Single by the Cookies
- B-side: "Stranger in My Arms"
- Released: November 1962
- Recorded: 1962
- Genre: R&B, pop
- Length: 2:29
- Label: Dimension
- Songwriters: Gerry Goffin, Carole King
- Producer: Gerry Goffin

The Cookies singles chronology
| "In Paradise (reissue)" (1960) | "Chains" (1962) | "Don't Say Nothin' Bad (About My Baby)" (1963) |

= Chains (Cookies song) =

1962 single by the Cookies

"Chains" is a rhythm and blues song written by husband-and-wife songwriting team Gerry Goffin and Carole King. It was a hit for the American girl group the Cookies in 1962 and for the English rock band the Beatles, who recorded the song for their debut album in 1963. King recorded a solo version of "Chains" for her 1980 album Pearls: Songs of Goffin and King.

The song used in the opening sequence of film Skipped Parts.

== The Cookies rendition ==
The song was originally offered to The Everly Brothers who recorded their version in July 1962, but opted not to release it. This recording would remain unreleased until 1984, when it was included in the UK compilation Album Nice Guys.
The Cookies, who also worked as backing singers, recorded "Chains" and in late 1962, it became their first appearance in the record charts since "In Paradise" reached number nine in 1956. The single released by Dimension Records peaked at number six on Billboard's Hot R&B singles, number 17 on the Hot 100 charts, and number 4 in Canada.

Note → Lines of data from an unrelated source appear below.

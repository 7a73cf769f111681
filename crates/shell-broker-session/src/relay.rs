//! Output relay: one task per connected session copying shell output to
//! the caller.

use std::sync::Arc;

use shell_broker_core::ShellChannel;
use tokio::task::JoinHandle;
use tracing::{debug, warn};

use crate::{
    registry::Registry,
    session::{Ending, Session},
};

/// Message sent when the remote shell closes its end of the stream.
pub const REMOTE_EXIT_MESSAGE: &str = "Remote shell exited";

/// Ending recorded when the caller's transport channel went away.
pub const TRANSPORT_CLOSED_MESSAGE: &str = "Transport closed";

/// Spawns and runs relay tasks.
pub struct OutputRelay;

impl OutputRelay {
    /// Start relaying `channel` output for `session`.
    ///
    /// The task ends on end-of-stream, on a read error, or once output can
    /// no longer be delivered. Each of these tears the session down; a
    /// session already ending elsewhere is left to that teardown.
    pub fn spawn(
        registry: Arc<Registry>,
        session: Arc<Session>,
        channel: Arc<dyn ShellChannel>,
    ) -> JoinHandle<()> {
        tokio::spawn(async move { Self::run(&registry, &session, channel.as_ref()).await })
    }

    async fn run(registry: &Registry, session: &Arc<Session>, channel: &dyn ShellChannel) {
        let ending = loop {
            match channel.read().await {
                Ok(Some(chunk)) => {
                    if chunk.is_empty() {
                        continue;
                    }
                    if !session.emit_output(chunk) {
                        debug!(session_id = %session.id(), "Relay stopping, output undeliverable");
                        break Ending::Disconnected(TRANSPORT_CLOSED_MESSAGE.to_string());
                    }
                }
                Ok(None) => {
                    debug!(session_id = %session.id(), "Remote shell reached end of stream");
                    break Ending::Disconnected(REMOTE_EXIT_MESSAGE.to_string());
                }
                Err(e) => {
                    warn!(session_id = %session.id(), error = %e, "Shell read failed");
                    break Ending::Failed(e);
                }
            }
        };
        registry.teardown(session, ending).await;
    }
}
//! Core abstractions for the remote shell session broker.
//!
//! This crate provides the fundamental building blocks:
//! - `RemoteShell` / `ShellConnection` / `ShellChannel` - the remote shell capability
//! - `EventSink` and `BrokerEvent` - outbound events for one transport channel
//! - `ConnectParams` and `Geometry` - validated connect and resize input
//! - `AuditSink` and `AuthGate` - collaborator seams
//! - `BrokerConfig` - TOML configuration

pub mod audit;
pub mod auth;
pub mod config;
pub mod error;
pub mod events;
pub mod params;
#[cfg(feature = "testing")]
pub mod testing;
pub mod traits;

pub use audit::{AuditRecord, ConnectOutcome};
pub use auth::{AuthGate, Caller, OpenGate, RequestContext, TokenGate};
pub use config::BrokerConfig;
pub use error::{BrokerError, ErrorKind, FailureCause, ShellError};
pub use events::{BrokerEvent, EventSink, SessionSnapshot, StatusState};
pub use params::{AuthMethod, ConnectParams, ConnectTarget, Credential, Geometry};
pub use traits::{AuditSink, RemoteShell, SessionId, SessionState, ShellChannel, ShellConnection};
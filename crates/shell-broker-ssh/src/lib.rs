//! Remote shell backends for the shell broker.
//!
//! Provides:
//! - `SimulatedShell` - in-process echo shell for demos and local development
//! - `RusshShell` - password-authenticated SSH via russh (feature: russh)

#[cfg(feature = "russh")]
pub mod client;
pub mod simulated;

#[cfg(feature = "russh")]
pub use client::RusshShell;
pub use simulated::SimulatedShell;
//! Audit sink writing to the `audit` tracing target.

use shell_broker_core::{AuditRecord, AuditSink, ConnectOutcome};
use tracing::{info, warn};

/// Logs every record as a structured event under the `audit` target.
#[derive(Debug, Default, Clone, Copy)]
pub struct TracingAudit;

impl AuditSink for TracingAudit {
    fn record(&self, record: AuditRecord) {
        match record {
            AuditRecord::ConnectAttempt {
                session_id,
                owner,
                host,
                port,
                username,
                outcome,
                at,
            } => match outcome {
                ConnectOutcome::Connected => info!(
                    target: "audit",
                    %session_id, owner = %owner, host = %host, port, username = %username, at,
                    "SSH connection established"
                ),
                ConnectOutcome::Failed { kind, reason } => warn!(
                    target: "audit",
                    %session_id, owner = %owner, host = %host, port, username = %username,
                    kind = kind.as_str(), reason = %reason, at,
                    "SSH connection failed"
                ),
            },
            AuditRecord::Input {
                session_id,
                owner,
                bytes,
                content,
                dangerous,
                at,
            } => {
                let content = content.as_deref();
                if dangerous {
                    warn!(target: "audit", %session_id, owner = %owner, bytes, content, at, "Potentially dangerous command");
                } else {
                    info!(target: "audit", %session_id, owner = %owner, bytes, content, at, "Terminal input");
                }
            }
        }
    }
}
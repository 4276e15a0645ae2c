use super::*;

use std::{
    collections::HashMap,
    env, fs,
    sync::atomic::{AtomicUsize, Ordering},
    time::{SystemTime, UNIX_EPOCH},
};

static TEMP_DIRS: AtomicUsize = AtomicUsize::new(0);

/// Writes `contents` to a fresh temp dir, loads it, and removes the dir again.
fn load_from_temp_config(
    contents: &str,
    env_lookup: impl Fn(&str) -> Option<String>,
) -> anyhow::Result<ModeratorSettings> {
    let suffix = SystemTime::now()
        .duration_since(UNIX_EPOCH)
        .expect("clock")
        .as_nanos();
    let temp_root = env::temp_dir().join(format!(
        "moderator_config_test_{suffix}_{}",
        TEMP_DIRS.fetch_add(1, Ordering::SeqCst)
    ));
    fs::create_dir_all(&temp_root).expect("temp dir");
    let path = temp_root.join("moderator.toml");
    fs::write(&path, contents).expect("write config");

    let loaded = load_settings_from(&path, env_lookup);

    fs::remove_dir_all(&temp_root).expect("cleanup");
    assert!(!temp_root.exists());
    loaded
}

fn no_env(_: &str) -> Option<String> {
    None
}

#[test]
fn missing_file_yields_defaults() {
    let path = env::temp_dir().join("moderator_config_test_absent/moderator.toml");
    let settings = load_settings_from(&path, no_env).expect("defaults");
    assert_eq!(settings, ModeratorSettings::default());
}

#[test]
fn file_values_override_defaults() {
    let settings = load_from_temp_config(
        r#"
server_url = "https://studyhub.example/api/"
role = "admin"
page_limit = 25
count_strategy = "probe"
"#,
        no_env,
    )
    .expect("settings");

    assert_eq!(settings.server_url, "https://studyhub.example/api");
    assert_eq!(settings.role, Role::Admin);
    assert_eq!(settings.page_limit, 25);
    assert_eq!(
        settings.count_strategy_for(ContentKind::StudyMaterial),
        CountStrategy::ListProbe
    );
}

#[test]
fn environment_overrides_file() {
    let vars: HashMap<&str, &str> = HashMap::from([
        ("APP__SERVER_URL", "http://env.example"),
        ("MODERATOR_TOKEN", "from-env"),
        ("MODERATOR_ROLE", "reviewer"),
    ]);

    let settings = load_from_temp_config(
        "server_url = \"http://file.example\"\ntoken = \"from-file\"\n",
        |key| vars.get(key).map(|v| v.to_string()),
    )
    .expect("settings");

    assert_eq!(settings.server_url, "http://env.example");
    assert_eq!(settings.token.as_deref(), Some("from-env"));
    assert_eq!(settings.role, Role::Moderator);
}

#[test]
fn rejects_zero_page_limit_and_unknown_strategy() {
    assert!(load_from_temp_config("page_limit = 0\n", no_env).is_err());

    assert!(parse_count_strategy("guess").is_err());
}

#[test]
fn count_strategy_defaults_per_kind() {
    let settings = ModeratorSettings::default();
    assert_eq!(
        settings.count_strategy_for(ContentKind::Course),
        CountStrategy::Dedicated
    );
    assert_eq!(
        settings.count_strategy_for(ContentKind::BlogPost),
        CountStrategy::ListProbe
    );
}
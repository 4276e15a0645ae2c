use std::{fmt, str::FromStr};

use serde::{Deserialize, Serialize};
use thiserror::Error;

macro_rules! id_newtype {
    ($name:ident) => {
        #[derive(Debug, Clone, PartialEq, Eq, Hash, PartialOrd, Ord, Serialize, Deserialize)]
        #[serde(transparent)]
        pub struct $name(pub String);

        impl $name {
            pub fn new(value: impl Into<String>) -> Self {
                Self(value.into())
            }

            pub fn as_str(&self) -> &str {
                &self.0
            }
        }

        impl fmt::Display for $name {
            fn fmt(&self, f: &mut fmt::Formatter<'_>) -> fmt::Result {
                f.write_str(&self.0)
            }
        }

        impl From<&str> for $name {
            fn from(value: &str) -> Self {
                Self(value.to_string())
            }
        }

        impl From<String> for $name {
            fn from(value: String) -> Self {
                Self(value)
            }
        }
    };
}

id_newtype!(ItemId);
id_newtype!(UserId);

#[derive(Debug, Clone, PartialEq, Eq, Error)]
#[error("unknown {what} '{value}'")]
pub struct ParseDomainError {
    pub what: &'static str,
    pub value: String,
}

impl ParseDomainError {
    fn new(what: &'static str, value: &str) -> Self {
        Self {
            what,
            value: value.to_string(),
        }
    }
}

/// Approval lifecycle shared by every reviewable content kind.
///
/// `Pending` is the only initial value. The console offers no transition out of
/// `Approved`/`Rejected`, but the server may re-open an item at any time.
#[derive(Debug, Clone, Copy, PartialEq, Eq, Hash, Default, Serialize, Deserialize)]
#[serde(rename_all = "SCREAMING_SNAKE_CASE")]
pub enum ReviewStatus {
    #[default]
    Pending,
    Approved,
    Rejected,
}

impl ReviewStatus {
    pub const ALL: [ReviewStatus; 3] = [
        ReviewStatus::Pending,
        ReviewStatus::Approved,
        ReviewStatus::Rejected,
    ];

    pub fn slug(self) -> &'static str {
        match self {
            ReviewStatus::Pending => "pending",
            ReviewStatus::Approved => "approved",
            ReviewStatus::Rejected => "rejected",
        }
    }
}

impl fmt::Display for ReviewStatus {
    fn fmt(&self, f: &mut fmt::Formatter<'_>) -> fmt::Result {
        f.write_str(self.slug())
    }
}

impl FromStr for ReviewStatus {
    type Err = ParseDomainError;

    fn from_str(s: &str) -> Result<Self, Self::Err> {
        match s.trim().to_ascii_lowercase().as_str() {
            "pending" => Ok(ReviewStatus::Pending),
            "approved" => Ok(ReviewStatus::Approved),
            "rejected" => Ok(ReviewStatus::Rejected),
            _ => Err(ParseDomainError::new("review status", s)),
        }
    }
}

/// Outcome a reviewer may submit. Deliberately excludes `Pending`.
#[derive(Debug, Clone, Copy, PartialEq, Eq, Hash, Serialize, Deserialize)]
#[serde(rename_all = "SCREAMING_SNAKE_CASE")]
pub enum ReviewDecision {
    Approved,
    Rejected,
}

impl ReviewDecision {
    pub fn status(self) -> ReviewStatus {
        match self {
            ReviewDecision::Approved => ReviewStatus::Approved,
            ReviewDecision::Rejected => ReviewStatus::Rejected,
        }
    }
}

impl From<ReviewDecision> for ReviewStatus {
    fn from(value: ReviewDecision) -> Self {
        value.status()
    }
}

impl fmt::Display for ReviewDecision {
    fn fmt(&self, f: &mut fmt::Formatter<'_>) -> fmt::Result {
        f.write_str(self.status().slug())
    }
}

/// Caller capability. Only consulted by callers; the console itself is identity-agnostic.
#[derive(Debug, Clone, Copy, PartialEq, Eq, Default, Serialize, Deserialize)]
#[serde(rename_all = "snake_case")]
pub enum Role {
    Admin,
    #[default]
    Moderator,
}

impl Role {
    pub fn can_review(self) -> bool {
        matches!(self, Role::Admin | Role::Moderator)
    }

    pub fn can_remove(self) -> bool {
        matches!(self, Role::Admin)
    }
}

impl FromStr for Role {
    type Err = ParseDomainError;

    fn from_str(s: &str) -> Result<Self, Self::Err> {
        match s.trim().to_ascii_lowercase().as_str() {
            "admin" => Ok(Role::Admin),
            "moderator" | "reviewer" => Ok(Role::Moderator),
            _ => Err(ParseDomainError::new("role", s)),
        }
    }
}

/// The six content kinds that share the review workflow.
#[derive(Debug, Clone, Copy, PartialEq, Eq, Hash, Serialize, Deserialize)]
#[serde(rename_all = "snake_case")]
pub enum ContentKind {
    StudyMaterial,
    BlogPost,
    Course,
    DepartmentCourse,
    Advertisement,
    ModeratorApplication,
}

impl ContentKind {
    pub const ALL: [ContentKind; 6] = [
        ContentKind::StudyMaterial,
        ContentKind::BlogPost,
        ContentKind::Course,
        ContentKind::DepartmentCourse,
        ContentKind::Advertisement,
        ContentKind::ModeratorApplication,
    ];

    /// REST collection path segment; also the CLI slug.
    pub fn collection(self) -> &'static str {
        match self {
            ContentKind::StudyMaterial => "materials",
            ContentKind::BlogPost => "blogs",
            ContentKind::Course => "courses",
            ContentKind::DepartmentCourse => "department-courses",
            ContentKind::Advertisement => "ads",
            ContentKind::ModeratorApplication => "moderator-applications",
        }
    }

    /// Whether the backend exposes `<collection>/counts` for this kind.
    pub fn has_count_endpoint(self) -> bool {
        matches!(
            self,
            ContentKind::StudyMaterial | ContentKind::Course | ContentKind::ModeratorApplication
        )
    }
}

impl fmt::Display for ContentKind {
    fn fmt(&self, f: &mut fmt::Formatter<'_>) -> fmt::Result {
        f.write_str(self.collection())
    }
}

impl FromStr for ContentKind {
    type Err = ParseDomainError;

    fn from_str(s: &str) -> Result<Self, Self::Err> {
        let wanted = s.trim().to_ascii_lowercase();
        ContentKind::ALL
            .into_iter()
            .find(|kind| kind.collection() == wanted)
            .ok_or_else(|| ParseDomainError::new("content kind", s))
    }
}

/// Per-status counters for one search scope.
#[derive(Debug, Clone, Copy, PartialEq, Eq, Default, Serialize, Deserialize)]
pub struct StatusCounts {
    pub pending: u64,
    pub approved: u64,
    pub rejected: u64,
}

impl StatusCounts {
    pub fn new(pending: u64, approved: u64, rejected: u64) -> Self {
        Self {
            pending,
            approved,
            rejected,
        }
    }

    pub fn get(&self, status: ReviewStatus) -> u64 {
        match status {
            ReviewStatus::Pending => self.pending,
            ReviewStatus::Approved => self.approved,
            ReviewStatus::Rejected => self.rejected,
        }
    }

    fn slot(&mut self, status: ReviewStatus) -> &mut u64 {
        match status {
            ReviewStatus::Pending => &mut self.pending,
            ReviewStatus::Approved => &mut self.approved,
            ReviewStatus::Rejected => &mut self.rejected,
        }
    }

    pub fn increment(&mut self, status: ReviewStatus) {
        *self.slot(status) += 1;
    }

    /// Returns false, leaving the counter untouched, when it is already zero.
    pub fn decrement(&mut self, status: ReviewStatus) -> bool {
        let slot = self.slot(status);
        if *slot == 0 {
            return false;
        }
        *slot -= 1;
        true
    }

    pub fn total(&self) -> u64 {
        self.pending + self.approved + self.rejected
    }
}
//! Reusable review console for moderated content.
//!
//! [`ReviewConsole`] is the single state machine behind every moderation screen;
//! a [`ReviewableEntity`] adapter binds it to one content kind. [`RestReviewAdapter`]
//! is the HTTP binding used against the platform backend.

pub mod adapter;
pub mod console;
pub mod error;
pub mod location;
pub mod mutation_log;
pub mod rest;

pub use adapter::{PageResult, Reviewable, ReviewableEntity};
pub use console::{
    ConsoleConfig, ConsoleEvent, ConsoleState, IntentOutcome, LoadStatus, ReviewConsole,
    DEFAULT_PAGE_LIMIT,
};
pub use error::{AdapterError, ConflictError, ConsoleErrorKind};
pub use location::ConsoleLocation;
pub use mutation_log::{Compensate, MutationLog};
pub use rest::{CountStrategy, RestReviewAdapter};
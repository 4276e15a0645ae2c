//! Undo records for optimistic mutations, one per item at most.

use std::collections::HashMap;

use shared::domain::ItemId;

use crate::error::ConflictError;

/// An inverse operation that undoes exactly one optimistic mutation on `S`.
pub trait Compensate<S> {
    fn compensate(self, target: &mut S);
}

#[derive(Debug)]
pub struct MutationLog<C> {
    pending: HashMap<ItemId, C>,
}

impl<C> Default for MutationLog<C> {
    fn default() -> Self {
        Self {
            pending: HashMap::new(),
        }
    }
}

impl<C> MutationLog<C> {
    pub fn new() -> Self {
        Self::default()
    }

    pub fn is_pending(&self, item_id: &ItemId) -> bool {
        self.pending.contains_key(item_id)
    }

    pub fn len(&self) -> usize {
        self.pending.len()
    }

    pub fn is_empty(&self) -> bool {
        self.pending.is_empty()
    }

    /// Fails without touching the existing record if `item_id` already has one.
    pub fn record(&mut self, item_id: ItemId, inverse: C) -> Result<(), ConflictError> {
        if self.pending.contains_key(&item_id) {
            return Err(ConflictError { item_id });
        }
        self.pending.insert(item_id, inverse);
        Ok(())
    }

    /// Drops the inverse; the mutation is now server-confirmed.
    pub fn commit(&mut self, item_id: &ItemId) -> bool {
        self.pending.remove(item_id).is_some()
    }

    pub fn rollback<S>(&mut self, item_id: &ItemId, target: &mut S) -> bool
    where
        C: Compensate<S>,
    {
        match self.pending.remove(item_id) {
            Some(inverse) => {
                inverse.compensate(target);
                true
            }
            None => false,
        }
    }
}

#[cfg(test)]
#[path = "tests/mutation_log_tests.rs"]
mod tests;
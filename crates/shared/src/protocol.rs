use chrono::{DateTime, Utc};
use serde::{Deserialize, Serialize};
use serde_json::{Map, Value};

use crate::domain::{ItemId, ReviewDecision, ReviewStatus, UserId};

/// Entity-agnostic projection of a reviewable record.
///
/// Kind-specific fields (title, file url, department, ...) ride along in `fields`
/// untouched so a presentation layer can still render them.
#[derive(Debug, Clone, PartialEq, Serialize, Deserialize)]
#[serde(rename_all = "camelCase")]
pub struct ReviewableItem {
    #[serde(alias = "_id")]
    pub id: ItemId,
    pub status: ReviewStatus,
    #[serde(default, skip_serializing_if = "Option::is_none")]
    pub reviewed_by: Option<UserId>,
    #[serde(default, skip_serializing_if = "Option::is_none")]
    pub reviewed_at: Option<DateTime<Utc>>,
    #[serde(flatten)]
    pub fields: Map<String, Value>,
}

impl ReviewableItem {
    pub fn new(id: impl Into<ItemId>, status: ReviewStatus) -> Self {
        Self {
            id: id.into(),
            status,
            reviewed_by: None,
            reviewed_at: None,
            fields: Map::new(),
        }
    }

    pub fn with_field(mut self, key: impl Into<String>, value: impl Into<Value>) -> Self {
        self.fields.insert(key.into(), value.into());
        self
    }
}

#[derive(Debug, Clone, Copy, PartialEq, Eq, Serialize, Deserialize)]
#[serde(rename_all = "camelCase")]
pub struct Pagination {
    pub total: u64,
    pub total_pages: u32,
}

/// List envelope: `{ data: [...], pagination: { total, totalPages } }`.
#[derive(Debug, Clone, Serialize, Deserialize)]
pub struct Paginated<T> {
    pub data: Vec<T>,
    pub pagination: Pagination,
}

#[derive(Debug, Clone, Serialize, Deserialize)]
pub struct ListQuery {
    pub status: ReviewStatus,
    pub page: u32,
    pub limit: u32,
    #[serde(default, skip_serializing_if = "String::is_empty")]
    pub query: String,
}

#[derive(Debug, Clone, Default, Serialize, Deserialize)]
pub struct CountsQuery {
    #[serde(default, skip_serializing_if = "String::is_empty")]
    pub query: String,
}

#[derive(Debug, Clone, Serialize, Deserialize)]
pub struct ReviewRequest {
    pub action: ReviewDecision,
    #[serde(default, skip_serializing_if = "Option::is_none")]
    pub comment: Option<String>,
}

#[cfg(test)]
mod tests {
    use super::*;

    #[test]
    fn reviewable_item_keeps_kind_specific_fields() {
        let raw = r#"{
            "_id": "m-1",
            "status": "PENDING",
            "title": "Linear Algebra notes",
            "semester": 3
        }"#;
        let item: ReviewableItem = serde_json::from_str(raw).expect("decode");
        assert_eq!(item.id, ItemId::new("m-1"));
        assert_eq!(item.status, ReviewStatus::Pending);
        assert_eq!(item.reviewed_by, None);
        assert_eq!(item.fields.get("title"), Some(&Value::from("Linear Algebra notes")));
        assert_eq!(item.fields.get("semester"), Some(&Value::from(3)));
    }

    #[test]
    fn list_envelope_reads_camel_case_pagination() {
        let raw = r#"{"data":[],"pagination":{"total":41,"totalPages":5}}"#;
        let page: Paginated<ReviewableItem> = serde_json::from_str(raw).expect("decode");
        assert_eq!(
            page.pagination,
            Pagination {
                total: 41,
                total_pages: 5
            }
        );
    }

    #[test]
    fn review_request_omits_missing_comment() {
        let body = ReviewRequest {
            action: ReviewDecision::Rejected,
            comment: None,
        };
        assert_eq!(
            serde_json::to_string(&body).expect("encode"),
            r#"{"action":"REJECTED"}"#
        );
    }
}
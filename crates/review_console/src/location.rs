//! Restart hint a caller may mirror into its own URL for deep-linking.
//!
//! The console never reads or writes a URL itself; callers translate between a
//! [`ConsoleLocation`] and whatever address bar they own.

use serde::Serialize;
use shared::domain::ReviewStatus;
use url::{form_urlencoded, Url};

const TAB_KEY: &str = "tab";
const PAGE_KEY: &str = "page";
const QUERY_KEY: &str = "q";

#[derive(Debug, Clone, PartialEq, Eq, Serialize)]
pub struct ConsoleLocation {
    pub tab: ReviewStatus,
    pub page: u32,
    pub query: String,
}

impl Default for ConsoleLocation {
    fn default() -> Self {
        Self {
            tab: ReviewStatus::Pending,
            page: 1,
            query: String::new(),
        }
    }
}

impl ConsoleLocation {
    pub fn to_query_string(&self) -> String {
        let mut serializer = form_urlencoded::Serializer::new(String::new());
        self.append_pairs(&mut serializer);
        serializer.finish()
    }

    /// Unknown keys are ignored; malformed values fall back to the defaults.
    pub fn from_query_string(raw: &str) -> Self {
        let mut location = Self::default();
        for (key, value) in form_urlencoded::parse(raw.trim_start_matches('?').as_bytes()) {
            location.absorb(&key, &value);
        }
        location
    }

    pub fn from_url(url: &Url) -> Self {
        let mut location = Self::default();
        for (key, value) in url.query_pairs() {
            location.absorb(&key, &value);
        }
        location
    }

    /// Rewrites this location's keys on `url`, keeping unrelated query pairs.
    pub fn apply_to(&self, url: &mut Url) {
        let retained: Vec<(String, String)> = url
            .query_pairs()
            .filter(|(key, _)| !matches!(key.as_ref(), TAB_KEY | PAGE_KEY | QUERY_KEY))
            .map(|(key, value)| (key.into_owned(), value.into_owned()))
            .collect();

        let mut pairs = url.query_pairs_mut();
        pairs.clear();
        for (key, value) in &retained {
            pairs.append_pair(key, value);
        }
        pairs.append_pair(TAB_KEY, self.tab.slug());
        pairs.append_pair(PAGE_KEY, &self.page.to_string());
        if !self.query.is_empty() {
            pairs.append_pair(QUERY_KEY, &self.query);
        }
    }

    fn append_pairs(&self, serializer: &mut form_urlencoded::Serializer<'_, String>) {
        serializer.append_pair(TAB_KEY, self.tab.slug());
        serializer.append_pair(PAGE_KEY, &self.page.to_string());
        if !self.query.is_empty() {
            serializer.append_pair(QUERY_KEY, &self.query);
        }
    }

    fn absorb(&mut self, key: &str, value: &str) {
        match key {
            TAB_KEY => {
                if let Ok(tab) = value.parse() {
                    self.tab = tab;
                }
            }
            PAGE_KEY => {
                if let Ok(page) = value.parse::<u32>() {
                    if page >= 1 {
                        self.page = page;
                    }
                }
            }
            QUERY_KEY => self.query = value.to_string(),
            _ => {}
        }
    }
}

#[cfg(test)]
mod tests {
    use super::*;

    #[test]
    fn encodes_query_only_when_present() {
        let location = ConsoleLocation {
            tab: ReviewStatus::Approved,
            page: 2,
            query: String::new(),
        };
        assert_eq!(location.to_query_string(), "tab=approved&page=2");

        let searching = ConsoleLocation {
            query: "linear algebra".to_string(),
            ..location
        };
        assert_eq!(
            searching.to_query_string(),
            "tab=approved&page=2&q=linear+algebra"
        );
    }

    #[test]
    fn malformed_values_fall_back_to_defaults() {
        let location = ConsoleLocation::from_query_string("?tab=archived&page=-3&q=calc");
        assert_eq!(location.tab, ReviewStatus::Pending);
        assert_eq!(location.page, 1);
        assert_eq!(location.query, "calc");

        let zero = ConsoleLocation::from_query_string("page=0");
        assert_eq!(zero.page, 1);
    }

    #[test]
    fn apply_to_keeps_unrelated_pairs() {
        let mut url = Url::parse("https://example.test/admin/materials?lang=en&page=9")
            .expect("valid url");
        let location = ConsoleLocation {
            tab: ReviewStatus::Rejected,
            page: 3,
            query: "physics".to_string(),
        };

        location.apply_to(&mut url);

        assert_eq!(url.query(), Some("lang=en&tab=rejected&page=3&q=physics"));
        assert_eq!(ConsoleLocation::from_url(&url), location);
    }
}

In a song review for AllMusic, critic Richie Unterberger described it as:

Like several other girl group and indeed soul-pop songs of the era, it employed an irregular clapping rhythms, alternating two-claps with one-clap per measure. If that sounds like a simple formula, it's nonetheless pretty catchy, stimulating both the record's groove and making the words and melody more singable and memorable. The verses of "Chains" are R&B-tinged pop-rock, frequently bolstered by upbeat smoky sax riffs following lines of the lyric. The bridges got into a more sultry and seductive mood, sung not in unison as the verses were, but with a winsome and vulnerable lead voice poking out in front of the vocal arrangement.

Personnel
- Earl-Jean - lead vocals
- Margaret Ross - backing vocals
- Dorothy Jones - backing vocals
- Eva Boyd - backing vocals

==The Beatles' version==

The single by the Cookies was a popular cover song for Liverpool bands after its release in November 1962, and was included briefly in the Beatles' live sets. They recorded it on February 11, 1963 in four takes, the first proving to be the best. Lennon played the introduction on harmonica.

George Harrison sings the lead vocal on the Beatles' version and, as the fourth track from the group's first album, it represents the first time many fans heard Harrison singing lead on a commercially released song.

They played the song live on a number of BBC radio shows, including Side by Side, Here We Go and Pop Go the Beatles. Though none of those performances were included on the 1994 compilation Live at the BBC, it was eventually released on the 2013 compilation On Air – Live at the BBC Volume 2.

Personnel (from MacDonald)
- George Harrison - lead vocals, lead guitar
- John Lennon - rhythm guitar, harmonica, harmony vocals
- Paul McCartney - bass, harmony vocals
- Ringo Starr - drums
- Norman Smith – engineering
==Carole King version==

In 1980, King recorded her own version of the song for her 1980 studio album Pearls: Songs of Goffin and King, consisting covers of songs King wrote with her first husband and songwriting partner, of which King co-produced with Mark Hallman. The same album also produced her last hit, "One Fine Day", which she co-wrote with Goffin and was previously a hit for the Chiffons in 1963.
==French version==

In 1963, the song was adapted into French by Georges Aber as "Chance" and was recorded by French pop singer Sylvie Vartan and released as a non-album single in January 1963. The song peaked at Number 33 on the French Belgian charts in June 1963. Around the same time, the French adaption was recorded by fellow singer and Vartan's future husband, Johnny Hallyday and was featured as the second track on Hallyday's 1963 studio album "Les Bras en croix" ("Arms crossed"), released that April as an album-only track.